Aucun bruit particulier ne doit, par sa durée, sa répétition ou son intensité, porter atteinte à la tranquillité du voisinage ou à la santé de l'homme, dans un lieu public ou privé, qu'une personne en soit elle-même à l'origine ou que ce soit par l'intermédiaire d'une personne, d'une chose dont elle a la garde ou d'un animal placé sous sa responsabilité (article R. 1336-5 du code de la santé publique).
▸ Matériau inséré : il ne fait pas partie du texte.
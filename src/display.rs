//! Core display operations
//!
//! [`Display`] owns the hardware interface and drives the SSD1680 through
//! its reset / init / update / deep-sleep sequence. All methods take
//! `&mut self`: the protocol assumes exactly one caller at a time, and a
//! refresh blocks in the busy-wait until the panel releases (or the ~4s
//! timeout elapses, which is logged and ignored).

use embedded_hal::delay::DelayNs;
use log::warn;

use crate::command::{
    BORDER_WAVEFORM, DATA_ENTRY_MODE, DEEP_SLEEP, DISPLAY_UPDATE_CTRL1, DISPLAY_UPDATE_CTRL2,
    DRIVER_OUTPUT_CONTROL, MASTER_ACTIVATION, SET_RAM_X_COUNTER, SET_RAM_X_RANGE,
    SET_RAM_Y_COUNTER, SET_RAM_Y_RANGE, SOFT_RESET, TEMP_SENSOR_CONTROL, WRITE_RAM_BW,
};
use crate::config::Config;
use crate::error::Error;
use crate::interface::{BusyWait, DisplayInterface};

type DisplayResult<I> = core::result::Result<(), Error<I>>;

/// Deep sleep mode configuration
///
/// Controls RAM preservation behavior when entering deep sleep.
#[derive(Clone, Copy, Debug, Default, PartialEq)]
#[repr(u8)]
pub enum DeepSleepMode {
    /// Normal deep sleep, RAM content is NOT preserved
    Normal = 0x00,
    /// Deep sleep with RAM content preserved
    #[default]
    PreserveRam = 0x01,
    /// Deep sleep with RAM and analog circuit preserved
    PreserveRamAndAnalog = 0x03,
}

/// Core display driver for the SSD1680
///
/// This struct provides the panel protocol operations. For a drawing
/// surface on top of it, use
/// [`GraphicDisplay`](crate::graphics::GraphicDisplay).
pub struct Display<I>
where
    I: DisplayInterface,
{
    /// Hardware interface
    interface: I,
    /// Display configuration
    config: Config,
}

impl<I> Display<I>
where
    I: DisplayInterface,
{
    /// Create a new Display instance
    pub fn new(interface: I, config: Config) -> Self {
        Self { interface, config }
    }

    /// Perform hardware reset, software reset, and controller initialization
    ///
    /// Programs the gate count, data entry mode, full-panel RAM window, and
    /// the fixed waveform/sensor/update-control bytes, then zeroes both RAM
    /// address counters. Busy timeouts during the sequence are logged and
    /// the init proceeds; the panel usually recovers on the next refresh.
    pub fn initialize<D: DelayNs>(&mut self, delay: &mut D) -> DisplayResult<I> {
        let ram = self.config.ram_dimensions();

        self.interface.reset(delay);
        self.busy_wait(delay, "reset")?;

        self.send_command(SOFT_RESET)?;
        self.busy_wait(delay, "soft reset")?;

        // Gate count follows the RAM height: the panel is scanned in its
        // native orientation regardless of how it is mounted.
        let gates = ram.height - 1;
        self.send_command(DRIVER_OUTPUT_CONTROL)?;
        self.send_data(&[(gates & 0xFF) as u8, (gates >> 8) as u8, self.config.gate_scanning])?;

        self.send_command(DATA_ENTRY_MODE)?;
        self.send_data(&[self.config.data_entry_mode])?;

        // RAM X window, byte-granular: 0 ..= width/8 - 1
        self.send_command(SET_RAM_X_RANGE)?;
        self.send_data(&[0x00, (ram.row_stride() - 1) as u8])?;

        // RAM Y window: 0 ..= height - 1, little-endian bounds
        self.send_command(SET_RAM_Y_RANGE)?;
        self.send_data(&[0x00, 0x00, (gates & 0xFF) as u8, (gates >> 8) as u8])?;

        self.send_command(BORDER_WAVEFORM)?;
        self.send_data(&[self.config.border_waveform])?;

        self.send_command(TEMP_SENSOR_CONTROL)?;
        self.send_data(&[self.config.temp_sensor_control])?;

        self.send_command(DISPLAY_UPDATE_CTRL1)?;
        let display_update_ctrl1 = self.config.display_update_ctrl1;
        self.send_data(&display_update_ctrl1)?;

        self.reset_ram_counters()?;
        self.busy_wait(delay, "init")?;

        Ok(())
    }

    /// Push a framebuffer to panel RAM and trigger a full refresh
    ///
    /// Streams `framebuffer` into BW RAM starting at the origin, writes the
    /// activation mode byte, issues master activation, and blocks until the
    /// panel releases BUSY (bounded by the interface timeout). No RAM may
    /// be written while the refresh runs; this method returns only once the
    /// panel is idle again (or the timeout has been logged).
    ///
    /// # Errors
    ///
    /// Returns `Error::BufferTooSmall` if `framebuffer` is shorter than
    /// `config.buffer_size()`, or `Error::Interface` on a bus fault.
    pub fn update<D: DelayNs>(&mut self, framebuffer: &[u8], delay: &mut D) -> DisplayResult<I> {
        let expected = self.config.buffer_size();
        if framebuffer.len() < expected {
            return Err(Error::BufferTooSmall {
                required: expected,
                provided: framebuffer.len(),
            });
        }

        self.reset_ram_counters()?;

        self.send_command(WRITE_RAM_BW)?;
        self.send_data(&framebuffer[..expected])?;

        self.send_command(DISPLAY_UPDATE_CTRL2)?;
        self.send_data(&[self.config.display_update_ctrl2])?;

        self.send_command(MASTER_ACTIVATION)?;
        self.busy_wait(delay, "refresh")?;

        Ok(())
    }

    /// Enter deep sleep mode
    ///
    /// Only a hardware reset (via [`initialize`](Self::initialize)) brings
    /// the controller back.
    pub fn deep_sleep(&mut self, mode: DeepSleepMode) -> DisplayResult<I> {
        self.send_command(DEEP_SLEEP)?;
        self.send_data(&[mode as u8])?;
        Ok(())
    }

    /// Access the configuration
    pub fn config(&self) -> &Config {
        &self.config
    }

    #[cfg(test)]
    pub(crate) fn interface(&self) -> &I {
        &self.interface
    }

    /// Zero both RAM address counters (X: one byte, Y: two bytes)
    fn reset_ram_counters(&mut self) -> DisplayResult<I> {
        self.send_command(SET_RAM_X_COUNTER)?;
        self.send_data(&[0x00])?;

        self.send_command(SET_RAM_Y_COUNTER)?;
        self.send_data(&[0x00, 0x00])?;

        Ok(())
    }

    /// Busy-wait with the degrade-and-continue timeout policy
    fn busy_wait<D: DelayNs>(&mut self, delay: &mut D, context: &str) -> DisplayResult<I> {
        match self.interface.busy_wait(delay).map_err(Error::Interface)? {
            BusyWait::Released => {}
            BusyWait::TimedOut => warn!("BUSY timeout after {context}, proceeding"),
        }
        Ok(())
    }

    /// Send a command to the display controller
    fn send_command(&mut self, cmd: u8) -> DisplayResult<I> {
        self.interface.send_command(cmd).map_err(Error::Interface)
    }

    /// Send data to the display controller
    fn send_data(&mut self, data: &[u8]) -> DisplayResult<I> {
        self.interface.send_data(data).map_err(Error::Interface)
    }
}
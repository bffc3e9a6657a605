//! Account state, trade execution and valuation.

use serde::{Deserialize, Serialize};
use std::collections::HashMap;

use super::error::TradefloorError;
use super::symbols::normalize_symbol;
use super::transaction::{Transaction, now_timestamp};
use crate::ports::price_port::PricePort;

/// Cash balance every account starts with.
pub const INITIAL_BALANCE: f64 = 10_000.0;

/// Fractional execution cost applied against the trader: buys fill at
/// `price * (1 + SPREAD)`, sells at `price * (1 - SPREAD)`.
pub const SPREAD: f64 = 0.002;

/// One named trading account: cash, holdings, trade history and a
/// portfolio-value time series.
///
/// Invariants: `balance` never goes negative through a successful
/// operation; every value in `holdings` is strictly positive, and a
/// position closed to zero is removed from the map entirely.
#[derive(Debug, Clone, PartialEq, Serialize, Deserialize)]
pub struct Account {
    pub name: String,
    pub balance: f64,
    pub strategy: String,
    pub holdings: HashMap<String, i64>,
    pub transactions: Vec<Transaction>,
    pub portfolio_value_time_series: Vec<(String, f64)>,
}

impl Account {
    /// Fresh account. Names are case-insensitive and held in lowercase.
    pub fn new(name: &str) -> Self {
        Account {
            name: name.trim().to_lowercase(),
            balance: INITIAL_BALANCE,
            strategy: String::new(),
            holdings: HashMap::new(),
            transactions: Vec::new(),
            portfolio_value_time_series: Vec::new(),
        }
    }

    /// Reinitialize to the empty starting state, keeping the identity.
    pub fn reset(&mut self, strategy: &str) {
        self.balance = INITIAL_BALANCE;
        self.strategy = strategy.to_string();
        self.holdings.clear();
        self.transactions.clear();
        self.portfolio_value_time_series.clear();
    }

    pub fn deposit(&mut self, amount: f64) -> Result<(), TradefloorError> {
        if amount <= 0.0 {
            return Err(TradefloorError::InvalidAmount { amount });
        }
        self.balance += amount;
        Ok(())
    }

    pub fn withdraw(&mut self, amount: f64) -> Result<(), TradefloorError> {
        if amount <= 0.0 {
            return Err(TradefloorError::InvalidAmount { amount });
        }
        if amount > self.balance {
            return Err(TradefloorError::InsufficientFunds {
                action: "withdrawal".into(),
                needed: amount,
                available: self.balance,
            });
        }
        self.balance -= amount;
        Ok(())
    }

    /// Buy shares at the current price plus spread.
    ///
    /// If the full order costs more than the available cash, the quantity is
    /// silently reduced to the maximum affordable whole number of shares and
    /// the resize is noted in the recorded rationale. The order only fails
    /// outright when not even one share is affordable. All validation runs
    /// before any state is touched.
    pub fn buy_shares(
        &mut self,
        prices: &dyn PricePort,
        symbol: &str,
        quantity: i64,
        rationale: &str,
    ) -> Result<Transaction, TradefloorError> {
        let (symbol, map_note) = normalize_symbol(symbol);
        let mut rationale = match map_note {
            Some(note) => format!("{rationale} {note}"),
            None => rationale.to_string(),
        };

        if quantity <= 0 {
            return Err(TradefloorError::InvalidAmount {
                amount: quantity as f64,
            });
        }

        let price = prices.get_price(&symbol)?;
        if price == 0.0 {
            return Err(TradefloorError::UnknownSymbol { symbol });
        }

        let buy_price = price * (1.0 + SPREAD);
        let mut quantity = quantity;
        let mut total_cost = buy_price * quantity as f64;

        // Not enough cash: auto-size down to the maximum affordable quantity
        if total_cost > self.balance {
            let max_affordable = (self.balance / buy_price).floor() as i64;
            if max_affordable < 1 {
                return Err(TradefloorError::InsufficientFunds {
                    action: format!("1 share of {symbol}"),
                    needed: buy_price,
                    available: self.balance,
                });
            }
            let original_qty = quantity;
            quantity = max_affordable;
            total_cost = buy_price * quantity as f64;
            rationale = format!(
                "{rationale} (auto-sized from {original_qty} to {quantity} due to available cash)"
            );
        }

        *self.holdings.entry(symbol.clone()).or_insert(0) += quantity;
        let transaction = Transaction {
            symbol,
            quantity,
            price: buy_price,
            timestamp: now_timestamp(),
            rationale,
        };
        self.transactions.push(transaction.clone());
        self.balance -= total_cost;

        Ok(transaction)
    }

    /// Sell held shares at the current price minus spread.
    ///
    /// Unlike buys there is no auto-sizing: asking for more shares than are
    /// held fails without touching any state. A position sold down to
    /// exactly zero disappears from `holdings`.
    pub fn sell_shares(
        &mut self,
        prices: &dyn PricePort,
        symbol: &str,
        quantity: i64,
        rationale: &str,
    ) -> Result<Transaction, TradefloorError> {
        let (symbol, map_note) = normalize_symbol(symbol);
        let rationale = match map_note {
            Some(note) => format!("{rationale} {note}"),
            None => rationale.to_string(),
        };

        if quantity <= 0 {
            return Err(TradefloorError::InvalidAmount {
                amount: quantity as f64,
            });
        }

        let held = self.holdings.get(&symbol).copied().unwrap_or(0);
        if held < quantity {
            return Err(TradefloorError::InsufficientHoldings {
                symbol,
                requested: quantity,
                held,
            });
        }

        let price = prices.get_price(&symbol)?;
        let sell_price = price * (1.0 - SPREAD);
        let proceeds = sell_price * quantity as f64;

        let remaining = held - quantity;
        if remaining == 0 {
            self.holdings.remove(&symbol);
        } else {
            self.holdings.insert(symbol.clone(), remaining);
        }

        // Negative quantity marks the sell in the ledger
        let transaction = Transaction {
            symbol,
            quantity: -quantity,
            price: sell_price,
            timestamp: now_timestamp(),
            rationale,
        };
        self.transactions.push(transaction.clone());
        self.balance += proceeds;

        Ok(transaction)
    }

    /// Cash plus the marked value of every holding, priced fresh per call.
    /// A symbol the oracle no longer recognizes contributes zero rather
    /// than failing the valuation.
    pub fn portfolio_value(&self, prices: &dyn PricePort) -> Result<f64, TradefloorError> {
        let mut total = self.balance;
        for (symbol, quantity) in &self.holdings {
            total += prices.get_price(symbol)? * *quantity as f64;
        }
        Ok(total)
    }

    /// Profit or loss relative to the cumulative signed notional of all
    /// trades. Nets cash back out of the marked value, so deposits and
    /// withdrawals of principal do not show up here.
    pub fn profit_loss(&self, portfolio_value: f64) -> f64 {
        let initial_spend: f64 = self.transactions.iter().map(Transaction::total).sum();
        portfolio_value - initial_spend - self.balance
    }

    /// Build the structured snapshot payload, appending one point to the
    /// portfolio-value time series. Deliberately not idempotent: each call
    /// grows the series by one entry. The caller persists afterwards.
    pub fn report(&mut self, prices: &dyn PricePort) -> Result<AccountReport, TradefloorError> {
        let portfolio_value = self.portfolio_value(prices)?;
        self.portfolio_value_time_series
            .push((now_timestamp(), portfolio_value));
        let total_profit_loss = self.profit_loss(portfolio_value);
        Ok(AccountReport {
            account: self.clone(),
            total_portfolio_value: portfolio_value,
            total_profit_loss,
        })
    }
}

/// Full account snapshot plus derived valuation figures, serialized as one
/// flat JSON object.
#[derive(Debug, Clone, Serialize)]
pub struct AccountReport {
    #[serde(flatten)]
    pub account: Account,
    pub total_portfolio_value: f64,
    pub total_profit_loss: f64,
}

impl AccountReport {
    pub fn to_json(&self) -> Result<String, TradefloorError> {
        serde_json::to_string(self).map_err(|e| TradefloorError::Snapshot {
            reason: e.to_string(),
        })
    }
}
En l’espèce, lors de l’organisation d’une compétition sportive sur 4 jours (2 jours en 2017 et deux autres en 2018), un riverain demandait l’indemnisation du préjudice subi en raison de bruit généré par la manifestation.
L’éventuelle indemnisation d’une victime prend en compte le bruit ambiant habituel et le bruit supplémentaire.
Un procès-verbal d’un commissaire de justice attestait d’un bruit continu, 24 heures sur 24, mesuré à 57 décibels, fenêtres fermées. Du fait du caractère limité à quelques jours de la manifestation, les bruits ne pouvaient pas être regardés comme ayant été de nature à gêner de manière excessive la tranquillité du voisinage.
La requête du riverain a été rejetée par la cour d’appel.